DNA contains the vast majority of genetic information that is transmitted between generations in the form of a base pair sequence.

DNA is made up of a sequence (polymer) of four major base pairs (A, C, G, and T). (C can be methylated, changing its function.) (Synthetic base pairs have been created that also function as a part of a DNA sequence.) These nitrogenous bases are covalently bonded to a deoxyribose sugar, which in turn is bound to a phosphate group. The phosphate group is also bound to the next sugar forming an alternating deoxyribose-sugar backbone supporting the base pair sequence.

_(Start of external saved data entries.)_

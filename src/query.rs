//! Recursive bracket-notation query string encoding.
//!
//! Nested maps become `parent[child]=v`, sequences become `parent[]=v`,
//! preserving insertion order at every level. Encoding is deterministic:
//! the same input always produces the same string.

use serde_json::Value;
use std::sync::Arc;

/// Pluggable escape function. The default percent-encodes per URL
/// form-encoding rules, with spaces as `+`.
pub type EscapeFn = Arc<dyn Fn(&str) -> String + Send + Sync>;

/// Form-encodes a single token, space as `+`.
#[must_use]
pub fn form_escape(raw: &str) -> String {
    urlencoding::encode(raw).replace("%20", "+")
}

/// Encodes nested structures into a query string.
///
/// Stateless apart from its separators and escape function; one instance
/// can serve any number of requests.
#[derive(Clone)]
pub struct QueryEncoder {
    name_value_separator: String,
    param_separator: String,
    escape: Option<EscapeFn>,
}

impl Default for QueryEncoder {
    fn default() -> Self {
        Self {
            name_value_separator: "=".to_string(),
            param_separator: "&".to_string(),
            escape: None,
        }
    }
}

impl QueryEncoder {
    #[must_use]
    pub fn new(name_value_separator: &str, param_separator: &str) -> Self {
        Self {
            name_value_separator: name_value_separator.to_string(),
            param_separator: param_separator.to_string(),
            escape: None,
        }
    }

    /// Replaces the default form-encoding escape with a custom function.
    #[must_use]
    pub fn with_escape(mut self, escape: EscapeFn) -> Self {
        self.escape = Some(escape);
        self
    }

    /// Encodes `value` under an optional namespace.
    ///
    /// A scalar with a namespace yields `ns=v`; without one, just `v`.
    /// `null` encodes as an empty string after the separator.
    #[must_use]
    pub fn encode(&self, value: &Value, namespace: Option<&str>) -> String {
        match value {
            Value::Object(map) => self
                .pairs_from_map(map, namespace.map(|ns| self.escape(ns)))
                .join(&self.param_separator),
            Value::Array(list) => {
                let ns = namespace.map_or_else(|| "[]".to_string(), |ns| format!("{}[]", self.escape(ns)));
                self.pairs_from_seq(list, &ns).join(&self.param_separator)
            }
            scalar => match namespace {
                Some(ns) => format!(
                    "{}{}{}",
                    self.escape(ns),
                    self.name_value_separator,
                    self.escape(&scalar_text(scalar))
                ),
                None => self.escape(&scalar_text(scalar)),
            },
        }
    }

    fn pairs_from_map(&self, map: &serde_json::Map<String, Value>, namespace: Option<String>) -> Vec<String> {
        let mut pairs = Vec::new();
        for (key, value) in map {
            let child = match &namespace {
                Some(ns) => format!("{ns}[{}]", self.escape(key)),
                None => self.escape(key),
            };
            match value {
                Value::Object(inner) => pairs.extend(self.pairs_from_map(inner, Some(child))),
                Value::Array(inner) => pairs.extend(self.pairs_from_seq(inner, &format!("{child}[]"))),
                scalar => pairs.push(format!(
                    "{child}{}{}",
                    self.name_value_separator,
                    self.escape(&scalar_text(scalar))
                )),
            }
        }
        pairs
    }

    fn pairs_from_seq(&self, list: &[Value], namespace: &str) -> Vec<String> {
        let mut pairs = Vec::new();
        for value in list {
            match value {
                Value::Object(inner) => pairs.extend(self.pairs_from_map(inner, Some(namespace.to_string()))),
                Value::Array(inner) => pairs.extend(self.pairs_from_seq(inner, &format!("{namespace}[]"))),
                scalar => pairs.push(format!(
                    "{namespace}{}{}",
                    self.name_value_separator,
                    self.escape(&scalar_text(scalar))
                )),
            }
        }
        pairs
    }

    fn escape(&self, raw: &str) -> String {
        self.escape.as_ref().map_or_else(|| form_escape(raw), |f| f(raw))
    }
}

/// Encodes with the default separators and escape.
#[must_use]
pub fn to_query(value: &Value) -> String {
    QueryEncoder::default().encode(value, None)
}

fn scalar_text(value: &Value) -> String {
    match value {
        Value::Null => String::new(),
        Value::String(s) => s.clone(),
        other => other.to_string(),
    }
}
/// Runs one route invocation to its terminal state.
pub(crate) async fn execute(
    root: &Client,
    chain: &[Arc<Blueprint>],
    route_name: &str,
    mut args: CallArgs,
) -> Result<Reply> {
    let scope = Scope { root, chain };
    let route = scope.find_route(route_name)?;

    for name in &route.required_params {
        if !args.params.contains_key(name) {
            return Err(Error::MissingArgument {
                route: route_name.to_string(),
                name: name.clone(),
            });
        }
    }
    if route.has_body_param && !args.params.contains_key("body") {
        return Err(Error::MissingArgument {
            route: route_name.to_string(),
            name: "body".to_string(),
        });
    }

    let policy = scope.retry_policy();
    let started = Instant::now();
    let mut attempt = 0u32;
    let outcome = loop {
        attempt += 1;
        match dispatch_once(&scope, &route, &mut args).await {
            Ok(dispatched) => break Ok(dispatched),
            Err(e) if e.is_transient() && attempt < policy.max_attempts => {
                let delay = policy.delay_for(attempt);
                warn!(
                    target: "routebind::executor",
                    "attempt {attempt}/{} for `{route_name}` failed ({e}); retrying in {delay:?}",
                    policy.max_attempts
                );
                tokio::time::sleep(delay).await;
            }
            Err(e) => break Err(e),
        }
    };
    let elapsed = started.elapsed();
    root.record_elapsed(elapsed);

    match outcome? {
        Dispatched::Buffered(response) => {
            root.record_response(response.clone());
            logging::log_response(response.status, elapsed.as_millis());
            if !expects(&route.expected_statuses, response.status) {
                return Err(Error::unexpected_response(
                    format!("unexpected response status {}", response.status),
                    response,
                ));
            }
            finish(&scope, &route, &mut args, response)
        }
        Dispatched::Streamed(head) => {
            let response = Response::from_head(head);
            root.record_response(response.clone());
            logging::log_response(response.status, elapsed.as_millis());
            if !expects(&route.expected_statuses, response.status) {
                return Err(Error::unexpected_response(
                    format!("unexpected response status {}", response.status),
                    response,
                ));
            }
            Ok(Reply::Response(response))
        }
    }
}

fn finish(
    scope: &Scope<'_>,
    route: &CompiledRoute,
    args: &mut CallArgs,
    response: Response,
) -> Result<Reply> {
    match route.returns {
        ReturnMode::RawResponse => Ok(Reply::Response(response)),
        ReturnMode::RawBody => Ok(Reply::Raw(response.body)),
        ReturnMode::DecodedBody => {
            let decoded = decode_body(&response)?;
            let hook = args.on_response.take().or_else(|| route.callback.clone());
            let value = match hook {
                Some(hook) => hook(scope.root(), decoded)?,
                None => decoded,
            };
            Ok(Reply::Decoded(value))
        }
    }
}

/// Single-attempt dispatch: resolve every request part from instance
/// state and call-time overrides, then hand it to the transport.
async fn dispatch_once(
    scope: &Scope<'_>,
    route: &CompiledRoute,
    args: &mut CallArgs,
) -> Result<Dispatched> {
    let base = scope.base_url()?;
    let path = route.path.render(&route.name, &args.params, scope)?;
    let query_string = build_query_string(scope, route, args)?;

    let mut url = format!("{}{path}", base.trim_end_matches('/'));
    if let Some(q) = &query_string {
        url.push('?');
        url.push_str(q);
    }

    let body = build_body(scope, route, args)?;
    let headers = build_headers(scope, args)?;

    let mut connection_options = scope.resolve_connection_options();
    for (name, value) in &args.connection_options {
        connection_options.insert(name.clone(), value.clone());
    }

    let request = TransportRequest {
        method: route.method.clone(),
        url,
        body,
        headers,
        connection_options,
    };
    logging::log_request(&request);

    if route.stream == StreamMode::None {
        let response = scope.root().transport().perform_request(request).await?;
        return Ok(Dispatched::Buffered(response));
    }

    let expected = route.expected_statuses.clone();
    let check = move |head: &ResponseHead| -> Result<()> {
        if expects(&expected, head.status) {
            Ok(())
        } else {
            Err(Error::unexpected_response(
                format!("unexpected response status {}", head.status),
                Response::from_head(head.clone()),
            ))
        }
    };

    let transport = scope.root().transport();
    let head = match (route.stream, args.sink.as_mut()) {
        (StreamMode::ToFile, Some(StreamSink::File { path, append })) => {
            validate_stream_path(path)?;
            let mut file = open_stream_file(path, *append)?;
            let mut on_chunk = |head: &ResponseHead, chunk: &[u8]| -> Result<()> {
                check(head)?;
                file.write_all(chunk).map_err(Error::Io)
            };
            let head = transport
                .perform_streaming_request(request, &mut on_chunk)
                .await?;
            file.flush()?;
            head
        }
        (StreamMode::ToWriter, Some(StreamSink::Writer(writer))) => {
            let mut on_chunk = |head: &ResponseHead, chunk: &[u8]| -> Result<()> {
                check(head)?;
                writer.write_all(chunk).map_err(Error::Io)
            };
            let head = transport
                .perform_streaming_request(request, &mut on_chunk)
                .await?;
            writer.flush()?;
            head
        }
        (StreamMode::ToCallback, Some(StreamSink::Callback(callback))) => {
            let mut on_chunk = |head: &ResponseHead, chunk: &[u8]| -> Result<()> {
                check(head)?;
                callback(head, chunk)
            };
            transport
                .perform_streaming_request(request, &mut on_chunk)
                .await?
        }
        (mode, _) => {
            return Err(Error::MissingStreamTarget {
                route: route.name.clone(),
                expected: match mode {
                    StreamMode::ToFile => "a file path",
                    StreamMode::ToWriter => "a writer",
                    _ => "a chunk callback",
                },
            })
        }
    };
    Ok(Dispatched::Streamed(head))
}

fn build_query_string(
    scope: &Scope<'_>,
    route: &CompiledRoute,
    args: &CallArgs,
) -> Result<Option<String>> {
    let defaults = scope.resolve_query_defaults()?;
    if route.query.is_none() && defaults.is_empty() && args.query.is_none() {
        return Ok(None);
    }

    let mut merged = serde_json::Map::new();
    for (name, value) in defaults {
        merged.insert(name, value);
    }
    if let Some(over) = &args.query {
        let Value::Object(entries) = over else {
            return Err(Error::Config(
                "call-time query override must be a map".to_string(),
            ));
        };
        for (name, value) in entries {
            merged.insert(name.clone(), value.clone());
        }
    }
    if let Some(template) = &route.query {
        if let Value::Object(entries) = template.render(&route.name, &args.params)? {
            for (name, value) in entries {
                merged.insert(name, value);
            }
        }
    }
    if merged.is_empty() {
        return Ok(None);
    }

    let value = Value::Object(merged);
    let text = match scope.query_encoding() {
        crate::config::QueryEncoding::FormQuery => query::to_query(&value),
        crate::config::QueryEncoding::Custom(f) => f(scope.root(), &value)?,
    };
    Ok((!text.is_empty()).then_some(text))
}

fn build_body(scope: &Scope<'_>, route: &CompiledRoute, args: &CallArgs) -> Result<Option<String>> {
    let built = match &route.body {
        BodyKind::None => None,
        BodyKind::CallerProvided => args.params.get("body").cloned(),
        BodyKind::Template(template) => Some(template.render(&route.name, &args.params)?),
    };
    let Some(mut value) = built else {
        return Ok(None);
    };

    if let Some(over) = &args.body {
        if let (Value::Object(base), Value::Object(entries)) = (&mut value, over) {
            for (name, entry) in entries {
                base.insert(name.clone(), entry.clone());
            }
        } else {
            value = over.clone();
        }
    }

    // An explicit string body goes out untouched.
    if let Value::String(raw) = &value {
        return Ok(Some(raw.clone()));
    }

    let text = match scope.body_encoding() {
        crate::config::BodyEncoding::Json => serde_json::to_string(&value)?,
        crate::config::BodyEncoding::FormQuery => query::to_query(&value),
        crate::config::BodyEncoding::Custom(f) => f(scope.root(), &value)?,
    };
    Ok(Some(text))
}

fn build_headers(scope: &Scope<'_>, args: &CallArgs) -> Result<IndexMap<String, String>> {
    let mut headers = scope.resolve_headers()?;
    for (name, value) in &args.headers {
        headers.insert(name.clone(), value.clone());
    }
    Ok(headers)
}

fn expects(expected: &[String], status: u16) -> bool {
    if expected.is_empty() {
        (200..300).contains(&status)
    } else {
        let status = status.to_string();
        expected.iter().any(|code| *code == status)
    }
}

fn decode_body(response: &Response) -> Result<Value> {
    if response.body.is_empty() {
        return Ok(Value::Null);
    }
    serde_json::from_str(&response.body).map_err(|e| {
        Error::unexpected_response(
            format!("response body is not valid JSON: {e}"),
            response.clone(),
        )
    })
}

fn validate_stream_path(path: &Path) -> Result<()> {
    if path.components().any(|c| matches!(c, Component::ParentDir)) {
        return Err(Error::Io(std::io::Error::new(
            std::io::ErrorKind::InvalidInput,
            format!(
                "refusing stream destination with parent traversal: {}",
                path.display()
            ),
        )));
    }
    Ok(())
}

fn open_stream_file(path: &Path, append: bool) -> Result<std::fs::File> {
    let file = if append {
        std::fs::OpenOptions::new().create(true).append(true).open(path)?
    } else {
        std::fs::File::create(path)?
    };
    Ok(file)
}
mod common;

use common::{ok_json, status_response, ScriptedTransport, Step};
use routebind::{
    CallArgs, Client, Error, RetryPolicy, RouteSpec, TransportError, TransportErrorKind,
};
use serde_json::json;
use std::sync::Arc;
use std::time::Duration;

fn client_with(transport: Arc<ScriptedTransport>, policy: Option<RetryPolicy>) -> Client {
    let mut builder = Client::builder("retry-test")
        .base_url("http://example.com")
        .unwrap()
        .route(RouteSpec::new("get_status", "/status"))
        .unwrap()
        .with_transport(transport);
    if let Some(policy) = policy {
        builder = builder.retry_policy(policy);
    }
    builder.build().unwrap()
}

#[tokio::test]
async fn succeeds_after_transient_resets_within_budget() {
    common::init_tracing();
    let transport = Arc::new(ScriptedTransport::new([
        Step::Fail(TransportError::reset("peer reset")),
        Step::Fail(TransportError::reset("peer reset")),
        Step::Respond(ok_json("{\"up\":true}")),
    ]));
    let client = client_with(
        transport.clone(),
        Some(RetryPolicy::new(3, Duration::from_millis(1))),
    );

    let status = client
        .call("get_status", CallArgs::new())
        .await
        .unwrap()
        .decoded()
        .unwrap();
    assert_eq!(status, json!({"up": true}));
    assert_eq!(transport.calls(), 3);
}

#[tokio::test]
async fn exhausted_budget_propagates_the_original_error() {
    let transport = Arc::new(ScriptedTransport::new([
        Step::Fail(TransportError::reset("peer reset")),
        Step::Fail(TransportError::reset("peer reset")),
        Step::Respond(ok_json("{}")),
    ]));
    let client = client_with(
        transport.clone(),
        Some(RetryPolicy::new(2, Duration::from_millis(1))),
    );

    let err = client.call("get_status", CallArgs::new()).await.unwrap_err();
    match err {
        Error::Transport(e) => {
            assert_eq!(e.kind(), TransportErrorKind::Reset);
            assert!(e.to_string().contains("peer reset"));
        }
        other => panic!("expected transport error, got {other:?}"),
    }
    assert_eq!(transport.calls(), 2);
}

#[tokio::test]
async fn default_policy_is_a_single_attempt() {
    let transport = Arc::new(ScriptedTransport::new([
        Step::Fail(TransportError::timeout("read timed out")),
        Step::Respond(ok_json("{}")),
    ]));
    let client = client_with(transport.clone(), None);

    let err = client.call("get_status", CallArgs::new()).await.unwrap_err();
    assert!(err.is_transient());
    assert_eq!(transport.calls(), 1);
}

#[tokio::test]
async fn non_transient_transport_errors_are_not_retried() {
    let transport = Arc::new(ScriptedTransport::new([
        Step::Fail(TransportError::other("protocol violation")),
        Step::Respond(ok_json("{}")),
    ]));
    let client = client_with(
        transport.clone(),
        Some(RetryPolicy::new(5, Duration::from_millis(1))),
    );

    let err = client.call("get_status", CallArgs::new()).await.unwrap_err();
    assert!(!err.is_transient());
    assert_eq!(transport.calls(), 1);
}

#[tokio::test]
async fn unexpected_statuses_are_never_retried() {
    let transport = Arc::new(ScriptedTransport::new([
        Step::Respond(status_response(503, "unavailable")),
        Step::Respond(ok_json("{}")),
    ]));
    let client = client_with(
        transport.clone(),
        Some(RetryPolicy::new(5, Duration::from_millis(1))),
    );

    let err = client.call("get_status", CallArgs::new()).await.unwrap_err();
    assert!(matches!(err, Error::UnexpectedResponse { .. }));
    assert_eq!(transport.calls(), 1);
}

#[tokio::test]
async fn each_attempt_rebuilds_the_request() {
    let transport = Arc::new(ScriptedTransport::new([
        Step::Fail(TransportError::connect("refused")),
        Step::Respond(ok_json("{}")),
    ]));
    let client = Client::builder("retry-test")
        .base_url("http://example.com")
        .unwrap()
        .query_param(
            "attempt_token",
            routebind::ValueSource::from_method("attempt_token"),
        )
        .retry_policy(RetryPolicy::new(3, Duration::from_millis(1)))
        .route(RouteSpec::new("get_status", "/status"))
        .unwrap()
        .with_transport(transport.clone())
        .build()
        .unwrap();

    client.set_state("attempt_token", "t0");
    client.call("get_status", CallArgs::new()).await.unwrap();

    let requests = transport.requests();
    assert_eq!(requests.len(), 2);
    assert!(requests[0].url.ends_with("?attempt_token=t0"));
    assert!(requests[1].url.ends_with("?attempt_token=t0"));
}

#[tokio::test]
async fn elapsed_time_covers_all_attempts() {
    let transport = Arc::new(ScriptedTransport::new([
        Step::Fail(TransportError::reset("reset")),
        Step::Respond(ok_json("{}")),
    ]));
    let client = client_with(
        transport.clone(),
        Some(RetryPolicy::new(2, Duration::from_millis(20))),
    );

    client.call("get_status", CallArgs::new()).await.unwrap();
    let elapsed = client.last_elapsed().unwrap();
    assert!(elapsed >= Duration::from_millis(20), "elapsed: {elapsed:?}");
}

#[test]
fn backoff_multiplier_scales_the_delay() {
    let policy = RetryPolicy::new(4, Duration::from_millis(50)).with_backoff(2.0);
    assert_eq!(policy.delay_for(1), Duration::from_millis(50));
    assert_eq!(policy.delay_for(2), Duration::from_millis(100));
    assert_eq!(policy.delay_for(3), Duration::from_millis(200));
}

DNA is typically present in the cell as doubled anti-parallel (running in opposite directions) strands that are connected with hydrogen bonds according to the base pairing rule (A-T and C-G). By convention only a single sequence of DNA is written down (because the alternate strand can be fully determined from one sequence) and it is written in the 5' to 3' direction (referring to the orientation of the sugar groups in the sugar-phosphate backbone) unless specifically indicated otherwise. Thus, 5'-ATGCATGC-3' is equivalent to ATGCATGC or (on the opposite strand) GCATGCAT. ATGCATGC is not equivalent to 3'-ATGCATGC-5'.

DAPI is a commonly used fluorescent stain of DNA to detect the presence of DNA in various samples.

Exceptions

RNA and proteins in the cellular environment are also passed on in the cell. Furthermore, cultural traditions (e.g., adult milk consumption) that may or may not be related to genetic variation (e.g., lactose tolerance) are also passed on within families. (Humans are also not the only extant species with cultural inheritance.) Both of these examples can be argued to also represent transmission of genetic information.

Viruses with an RNA genome are another exception to the rule above.

Prions (infectious protein conformations) are also an exception to the rule above.